Task: After locating the line that contains "run_migrations(&db).await?;", restate it and each later line word for word through the end of the records.

Given records:
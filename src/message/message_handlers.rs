use axum::{
    extract::{Path, Query, State},
    http::StatusCode,
    response::IntoResponse,
    Json,
};
use uuid::Uuid;
use validator::Validate;

use crate::{
    error::Result,
    message::{
        message_dto::{ConversationQuery, PaginatedMessages, SendMessageRequest, UpdateMessageRequest},
        message_models::MessageResponse,
    },
    middleware::AuthUser,
    state::AppState,
};

/// Send a message to another user
#[utoipa::path(
    post,
    path = "/api/messages",
    tag = "messages",
    request_body = SendMessageRequest,
    responses(
        (status = 201, description = "Message sent successfully", body = MessageResponse),
        (status = 400, description = "Invalid input"),
        (status = 401, description = "Unauthorized"),
        (status = 429, description = "Duplicate send suppressed")
    ),
    security(
        ("bearer_auth" = [])
    )
)]
pub async fn send_message(
    State(state): State<AppState>,
    AuthUser(user_id): AuthUser,
    Json(payload): Json<SendMessageRequest>,
) -> Result<impl IntoResponse> {
    payload.validate()?;

    let message = state
        .conversation_service
        .send(user_id, payload.receiver_id, &payload.content)
        .await?;

    Ok((StatusCode::CREATED, Json(MessageResponse::from(message))))
}

/// Paginated conversation with another user, newest first
#[utoipa::path(
    get,
    path = "/api/messages/conversation/{other_user_id}",
    tag = "messages",
    params(
        ("other_user_id" = Uuid, Path, description = "The other participant"),
        ("page" = Option<u32>, Query, description = "Page number, 1-based"),
        ("limit" = Option<u32>, Query, description = "Messages per page")
    ),
    responses(
        (status = 200, description = "Conversation page", body = PaginatedMessages),
        (status = 401, description = "Unauthorized")
    ),
    security(
        ("bearer_auth" = [])
    )
)]
pub async fn get_conversation(
    State(state): State<AppState>,
    AuthUser(user_id): AuthUser,
    Path(other_user_id): Path<Uuid>,
    Query(query): Query<ConversationQuery>,
) -> Result<impl IntoResponse> {
    let page = query.page.unwrap_or(1);
    let limit = query.limit.unwrap_or(50);

    let response = state
        .conversation_service
        .list_conversation(user_id, other_user_id, page, limit)
        .await?;

    Ok((StatusCode::OK, Json(response)))
}

/// Edit a sent message's content (sender only)
#[utoipa::path(
    put,
    path = "/api/messages/{id}",
    tag = "messages",
    request_body = UpdateMessageRequest,
    params(
        ("id" = Uuid, Path, description = "Message id")
    ),
    responses(
        (status = 200, description = "Message updated", body = MessageResponse),
        (status = 403, description = "Not the sender"),
        (status = 404, description = "Message not found")
    ),
    security(
        ("bearer_auth" = [])
    )
)]
pub async fn update_message(
    State(state): State<AppState>,
    AuthUser(user_id): AuthUser,
    Path(message_id): Path<Uuid>,
    Json(payload): Json<UpdateMessageRequest>,
) -> Result<impl IntoResponse> {
    payload.validate()?;

    let message = state
        .conversation_service
        .update(user_id, message_id, &payload.content)
        .await?;

    Ok((StatusCode::OK, Json(MessageResponse::from(message))))
}

/// Delete a message (sender only)
#[utoipa::path(
    delete,
    path = "/api/messages/{id}",
    tag = "messages",
    params(
        ("id" = Uuid, Path, description = "Message id")
    ),
    responses(
        (status = 204, description = "Message deleted"),
        (status = 403, description = "Not the sender"),
        (status = 404, description = "Message not found")
    ),
    security(
        ("bearer_auth" = [])
    )
)]
pub async fn delete_message(
    State(state): State<AppState>,
    AuthUser(user_id): AuthUser,
    Path(message_id): Path<Uuid>,
) -> Result<impl IntoResponse> {
    state.conversation_service.delete(user_id, message_id).await?;

    Ok(StatusCode::NO_CONTENT)
}

/// Mark a received message as read (receiver only)
#[utoipa::path(
    patch,
    path = "/api/messages/{id}/read",
    tag = "messages",
    params(
        ("id" = Uuid, Path, description = "Message id")
    ),
    responses(
        (status = 200, description = "Message marked read", body = MessageResponse),
        (status = 403, description = "Not the receiver"),
        (status = 404, description = "Message not found")
    ),
    security(
        ("bearer_auth" = [])
    )
)]
pub async fn mark_message_read(
    State(state): State<AppState>,
    AuthUser(user_id): AuthUser,
    Path(message_id): Path<Uuid>,
) -> Result<impl IntoResponse> {
    let message = state
        .conversation_service
        .mark_read(user_id, message_id)
        .await?;

    Ok((StatusCode::OK, Json(MessageResponse::from(message))))
}
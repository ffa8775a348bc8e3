use axum::{
    http::StatusCode,
    response::{IntoResponse, Response},
    Json,
};
use serde_json::json;
use thiserror::Error;

#[derive(Error, Debug)]
pub enum AppError {
    #[error("Database error: {0}")]
    Database(#[from] sqlx::Error),

    #[error("Validation error: {0}")]
    Validation(String),

    #[error("Not found: {0}")]
    NotFound(String),

    #[error("Unauthorized: {0}")]
    Unauthorized(String),

    #[error("Forbidden: {0}")]
    Forbidden(String),

    #[error("Rate limited: {0}")]
    RateLimited(String),

    #[error("Bad request: {0}")]
    BadRequest(String),
}

impl From<validator::ValidationErrors> for AppError {
    fn from(err: validator::ValidationErrors) -> Self {
        AppError::Validation(err.to_string())
    }
}

impl IntoResponse for AppError {
    fn into_response(self) -> Response {
        let (status, error_message) = match self {
            AppError::Database(ref e) => {
                tracing::error!("Database error: {:?}", e);
                (StatusCode::INTERNAL_SERVER_ERROR, "Database error occurred")
            }
            AppError::Validation(ref msg) => (StatusCode::BAD_REQUEST, msg.as_str()),
            AppError::NotFound(ref msg) => (StatusCode::NOT_FOUND, msg.as_str()),
            AppError::Unauthorized(ref msg) => (StatusCode::UNAUTHORIZED, msg.as_str()),
            AppError::Forbidden(ref msg) => (StatusCode::FORBIDDEN, msg.as_str()),
            AppError::RateLimited(ref msg) => (StatusCode::TOO_MANY_REQUESTS, msg.as_str()),
            AppError::BadRequest(ref msg) => (StatusCode::BAD_REQUEST, msg.as_str()),
        };

        let body = Json(json!({
            "error": error_message,
        }));

        (status, body).into_response()
    }
}

pub type Result<T> = std::result::Result<T, AppError>;
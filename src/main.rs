mod auth;
mod db;
mod error;
mod message;
mod middleware;
mod routes;
mod state;
mod websocket;

use db::{create_pool, run_migrations};
use message::{conversation_service::ConversationService, message_repository::MessageRepository};
use routes::create_router;
use state::{AppState, Config};
use std::sync::Arc;
use tracing_subscriber::{layer::SubscriberExt, util::SubscriberInitExt};
use websocket::{presence::PresenceRegistry, router::DeliveryRouter};

#[tokio::main]
async fn main() -> anyhow::Result<()> {
    // Load environment variables
    dotenv::dotenv().ok();

    // Initialize tracing
    tracing_subscriber::registry()
        .with(
            tracing_subscriber::EnvFilter::try_from_default_env()
                .unwrap_or_else(|_| "info,chat_server=debug".into()),
        )
        .with(tracing_subscriber::fmt::layer())
        .init();

    // Load configuration
    let config = Arc::new(Config::from_env());

    let database_url = std::env::var("DATABASE_URL").expect("DATABASE_URL must be set");

    tracing::info!("Connecting to database...");
    let db = create_pool(&database_url).await?;

    tracing::info!("Running migrations...");
    run_migrations(&db).await?;

    // Presence and delivery plumbing
    let presence = PresenceRegistry::new();
    let delivery_router = DeliveryRouter::new(presence.clone());

    let message_repository = MessageRepository::new(db);
    let conversation_service =
        ConversationService::new(message_repository, delivery_router.clone());

    // Create application state
    let state = AppState {
        config,
        presence,
        delivery_router,
        conversation_service,
    };

    // Create router
    let app = create_router(state);

    // Start server
    let host = std::env::var("HOST").unwrap_or_else(|_| "127.0.0.1".to_string());
    let port = std::env::var("PORT").unwrap_or_else(|_| "3000".to_string());
    let addr = format!("{}:{}", host, port);

    tracing::info!("Server starting on http://{}", addr);
    tracing::info!("Swagger UI available at http://{}/swagger-ui", addr);

    let listener = tokio::net::TcpListener::bind(&addr).await?;
    axum::serve(listener, app).await?;

    Ok(())
}
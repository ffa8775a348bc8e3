pub mod jwt;

pub use jwt::{verify_jwt, Claims};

Exercise output:
    run_migrations(&db).await?;

    // Presence and delivery plumbing
    let presence = PresenceRegistry::new();
    let delivery_router = DeliveryRouter::new(presence.clone());

    let message_repository = MessageRepository::new(db);
    let conversation_service =
        ConversationService::new(message_repository, delivery_router.clone());

    // Create application state
    let state = AppState {
        config,
        presence,
        delivery_router,
        conversation_service,
    };

    // Create router
    let app = create_router(state);

    // Start server
    let host = std::env::var("HOST").unwrap_or_else(|_| "127.0.0.1".to_string());
    let port = std::env::var("PORT").unwrap_or_else(|_| "3000".to_string());
    let addr = format!("{}:{}", host, port);

    tracing::info!("Server starting on http://{}", addr);
    tracing::info!("Swagger UI available at http://{}/swagger-ui", addr);

    let listener = tokio::net::TcpListener::bind(&addr).await?;
    axum::serve(listener, app).await?;

    Ok(())
}
repository ffa8775a348bc8e3
pub mod jwt;

pub use jwt::{verify_jwt, Claims};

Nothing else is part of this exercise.